As not cool as it is, our divorce that is underway is like a dream compared to your situation. You need to progress through the end of this marriage for your own good.


----------



## sofeedup_50 (May 7, 2012)

i've been married for 20 years and we were so in love the frist maby 10 years ? any how i watch as our love faded and the companship left no commuation and it all started when she went to work at wally world. it ditten happen over night but we are like two people that just share a home, frist the bed room life left then everthing around did to. after she became friends with a coworker[ female] that she put in front of her family i tried to hold everthing together but well i give up. i been divorce before and it is alot better getting over that than in is to stay hurt all the time. wondering what going on. you sound like me in alot ways, but to say this now that her friend is getting married soon she has started including me/ family into her life again. but i think it's to late for us i put up with this for 8 years and now to me it's over. one thing i kow it's better to be on your own than to live with someone that makes you feel that away. my advice is to get out while you can. take the loss well your not loseing nothing but pain anyhow.


----------



## myheartem1 (May 9, 2012)

sofeedup_50 said:


> i've been married for 20 years and we were so in love the frist maby 10 years ? any how i watch as our love faded and the companship left no commuation and it all started when she went to work at wally world. it ditten happen over night but we are like two people that just share a home, frist the bed room life left then everthing around did to. after she became friends with a coworker[ female] that she put in front of her family i tried to hold everthing together but well i give up. i been divorce before and it is alot better getting over that than in is to stay hurt all the time. wondering what going on. you sound like me in alot ways, but to say this now that her friend is getting married soon she has started including me/ family into her life again. but i think it's to late for us i put up with this for 8 years and now to me it's over. one thing i kow it's better to be on your own than to live with someone that makes you feel that away. my advice is to get out while you can. take the loss well your not loseing nothing but pain anyhow.



haha im definitely not liking all these responses although only two so far, its hard to endure. he just told me don't expect me to change my mind because he finally stopped being a prick. like its almost as if i look at him like he's always right and im wrong like he is god or something and im supposed to kiss his booty all the time just to make our situation better. see we barely get out as it is so i can honestly say thats probably damaged our relationship the most, that no one will ever baby sit so we hardly get time alone together ... everythings just slowly falling apart and he says " don't u remember when i tried the first 3 years and then i gave up and we switched roles??? " he admitted it himself, hes stopped trying and he isn't going to anymore. i just dont know how to take him THAT serious since he almost all the time says sorry or gets over it.. and even if i wanted to get out right now.. i go to a university full time mom of 3... and he works! i dont talk to his family my family is 1000 miles away down south.. and i have no where else to go.
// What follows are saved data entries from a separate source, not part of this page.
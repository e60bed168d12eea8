//! `sitemap-intent history`: list the published snapshots of a domain.

use crate::config::IntentConfig;
use crate::output::{self, Styled};
use anyhow::{Context, Result};
use chrono::{DateTime, Utc};
use clap::Args;
use serde::Serialize;
use sitemap_intent::SnapshotStore;
use std::path::PathBuf;

#[derive(Debug, Clone, Args)]
pub struct HistoryArgs {
    /// Domain whose snapshots to list
    pub domain: String,

    /// Snapshot history directory
    #[arg(long)]
    pub history_dir: Option<PathBuf>,

    /// Config file (.json or .toml) supplying `history.dir`
    #[arg(long)]
    pub config: Option<PathBuf>,
}

/// One published snapshot.
#[derive(Debug, Clone, PartialEq, Eq, Serialize)]
pub struct SnapshotInfo {
    pub id: String,
    pub created_at: DateTime<Utc>,
    pub url_count: usize,
    pub new_url_count: usize,
    pub latest: bool,
}

/// Published snapshots of `domain`, oldest first.
pub fn collect(store: &SnapshotStore, domain: &str) -> Result<Vec<SnapshotInfo>> {
    let latest = store.latest_id(domain)?;
    store
        .list(domain)?
        .into_iter()
        .map(|id| {
            let snapshot = store
                .load(domain, &id)
                .with_context(|| format!("failed to load snapshot {id}"))?;
            Ok(SnapshotInfo {
                latest: latest.as_deref() == Some(id.as_str()),
                created_at: snapshot.created_at,
                url_count: snapshot.records.len(),
                new_url_count: snapshot.records.iter().filter(|r| r.is_new).count(),
                id,
            })
        })
        .collect()
}

/// Run the history command.
pub async fn run(args: HistoryArgs) -> Result<()> {
    let config = IntentConfig::load(args.config.as_deref())?;
    let dir = args.history_dir.unwrap_or(config.history.dir);
    let store = SnapshotStore::new(&dir);
    let snapshots = collect(&store, &args.domain)?;

    if output::is_json() {
        output::print_json(&serde_json::json!({
            "domain": args.domain,
            "history_dir": dir,
            "snapshots": snapshots,
        }));
        return Ok(());
    }
    if output::is_quiet() {
        return Ok(());
    }

    let s = Styled::new();
    if snapshots.is_empty() {
        eprintln!("  No snapshots for '{}' under {}.", args.domain, dir.display());
        return Ok(());
    }
    eprintln!("  {} {}", s.bold(&args.domain), s.dim(&dir.display().to_string()));
    eprintln!();
    eprintln!("    {:<24} {:>8} {:>8}", "SNAPSHOT", "URLS", "NEW");
    for snap in &snapshots {
        let marker = if snap.latest { s.green(" (latest)") } else { String::new() };
        eprintln!(
            "    {:<24} {:>8} {:>8}{marker}",
            snap.id, snap.url_count, snap.new_url_count
        );
    }
    Ok(())
}
//! Subcommand implementations for the `sitemap-intent` binary.

pub mod diff_cmd;
pub mod history_cmd;
pub mod intent_map;

use anyhow::{Context, Result};
use serde::Serialize;
use sitemap_intent::export::{write_keyword_table_csv, write_records_csv, write_url_list};
use sitemap_intent::{DiffSummary, SitemapEntry, UrlRecord};
use std::fs::{self, File};
use std::io::BufWriter;
use std::path::{Path, PathBuf};

pub const RAW_CSV: &str = "intent_map_raw.csv";
pub const SUMMARY_JSON: &str = "intent_summary.json";
pub const NEW_URLS_TXT: &str = "new_urls.txt";
pub const REMOVED_URLS_TXT: &str = "removed_urls.txt";
pub const DIFF_SUMMARY_JSON: &str = "diff_summary.json";
pub const NEW_URLS_CSV: &str = "new_urls.csv";
pub const KEYWORD_TABLE_CSV: &str = "intent_keywords_table.csv";

fn create(path: &Path) -> Result<BufWriter<File>> {
    let file = File::create(path).with_context(|| format!("failed to create {}", path.display()))?;
    Ok(BufWriter::new(file))
}

pub(crate) fn ensure_dir(dir: &Path) -> Result<()> {
    fs::create_dir_all(dir).with_context(|| format!("failed to create output directory {}", dir.display()))
}

pub(crate) fn write_json<T: Serialize>(path: &Path, value: &T) -> Result<PathBuf> {
    let writer = create(path)?;
    serde_json::to_writer_pretty(writer, value)
        .with_context(|| format!("failed to write {}", path.display()))?;
    Ok(path.to_path_buf())
}

pub(crate) fn write_csv(path: &Path, records: &[UrlRecord]) -> Result<PathBuf> {
    write_records_csv(create(path)?, records).with_context(|| format!("failed to write {}", path.display()))?;
    Ok(path.to_path_buf())
}

pub(crate) fn write_keyword_table(path: &Path, records: &[UrlRecord]) -> Result<PathBuf> {
    write_keyword_table_csv(create(path)?, records)
        .with_context(|| format!("failed to write {}", path.display()))?;
    Ok(path.to_path_buf())
}

/// `new_urls.txt`, `removed_urls.txt` and `diff_summary.json`.
pub fn write_diff_artifacts(dir: &Path, diff: &DiffSummary) -> Result<Vec<PathBuf>> {
    let new_path = dir.join(NEW_URLS_TXT);
    write_url_list(create(&new_path)?, &diff.new_urls)
        .with_context(|| format!("failed to write {}", new_path.display()))?;

    let removed_path = dir.join(REMOVED_URLS_TXT);
    write_url_list(create(&removed_path)?, diff.removed_urls.iter().map(|r| r.url.as_str()))
        .with_context(|| format!("failed to write {}", removed_path.display()))?;

    let json_path = write_json(&dir.join(DIFF_SUMMARY_JSON), diff)?;
    Ok(vec![new_path, removed_path, json_path])
}

/// Host the run is about: the explicit domain, else the first entry's host,
/// else the first source's host.
pub fn infer_domain(explicit: Option<&str>, entries: &[SitemapEntry], sources: &[String]) -> String {
    let host_of = |raw: &str| {
        url::Url::parse(raw).ok().and_then(|u| {
            u.host_str().map(|h| match u.port() {
                Some(port) => format!("{h}:{port}"),
                None => h.to_string(),
            })
        })
    };
    explicit
        .and_then(|d| host_of(crate::robots::site_base(d).as_str()))
        .or_else(|| entries.iter().find_map(|e| host_of(e.url.as_str())))
        .or_else(|| sources.iter().find_map(|s| host_of(s.as_str())))
        .unwrap_or_else(|| "local".to_string())
        .to_lowercase()
}

#[cfg(test)]
mod tests {
    use super::*;

    #[test]
    fn test_infer_domain_prefers_explicit() {
        let entries = vec![SitemapEntry::new("https://cdn.example.com/a", None)];
        assert_eq!(infer_domain(Some("Example.com"), &entries, &[]), "example.com");
        assert_eq!(infer_domain(None, &entries, &[]), "cdn.example.com");
    }

    #[test]
    fn test_infer_domain_falls_back() {
        let sources = vec!["sitemap.xml".to_string(), "http://localhost:8080/s.xml".to_string()];
        assert_eq!(infer_domain(None, &[], &sources), "localhost:8080");
        assert_eq!(infer_domain(None, &[], &["s.xml".to_string()]), "local");
    }

    #[test]
    fn test_diff_artifacts_layout() {
        let dir = tempfile::tempdir().unwrap();
        let diff = DiffSummary {
            schema_version: sitemap_intent::SCHEMA_VERSION.to_string(),
            domain: "example.com".into(),
            snapshot_id: "new".into(),
            previous_snapshot_id: Some("old".into()),
            new_url_count: 1,
            removed_url_count: 1,
            new_urls_by_intent: Vec::new(),
            new_urls: vec!["https://example.com/d".into()],
            removed_urls: vec![sitemap_intent::RemovedUrl {
                url: "https://example.com/a".into(),
                path: "/a".into(),
                intent_category: "unknown".into(),
                last_seen_snapshot: "old".into(),
            }],
            sample: None,
        };
        let written = write_diff_artifacts(dir.path(), &diff).unwrap();
        assert_eq!(written.len(), 3);
        assert_eq!(
            fs::read_to_string(dir.path().join(NEW_URLS_TXT)).unwrap(),
            "https://example.com/d\n"
        );
        assert_eq!(
            fs::read_to_string(dir.path().join(REMOVED_URLS_TXT)).unwrap(),
            "https://example.com/a\n"
        );
        let json: serde_json::Value =
            serde_json::from_str(&fs::read_to_string(dir.path().join(DIFF_SUMMARY_JSON)).unwrap()).unwrap();
        assert_eq!(json["previous_snapshot_id"], "old");
        assert_eq!(json["removed_urls"][0]["last_seen_snapshot"], "old");
    }
}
I'd have to take out a serious loan or somehow come up with enough money to even leave.. because I for sure dont want to stay here in this state going through a divorce, COMPLETELY alone. I feel screwed either way i guess:/


----------



## myheartem1 (May 9, 2012)

mule kick said:


> My wife is in the process of leaving me. We've been together 13 years, and now the love is gone. This year has been a roller coaster of trying to come together and realizing we are falling apart.
> As not cool as it is, our divorce that is underway is like a dream compared to your situation. You need to progress through the end of this marriage for your own good.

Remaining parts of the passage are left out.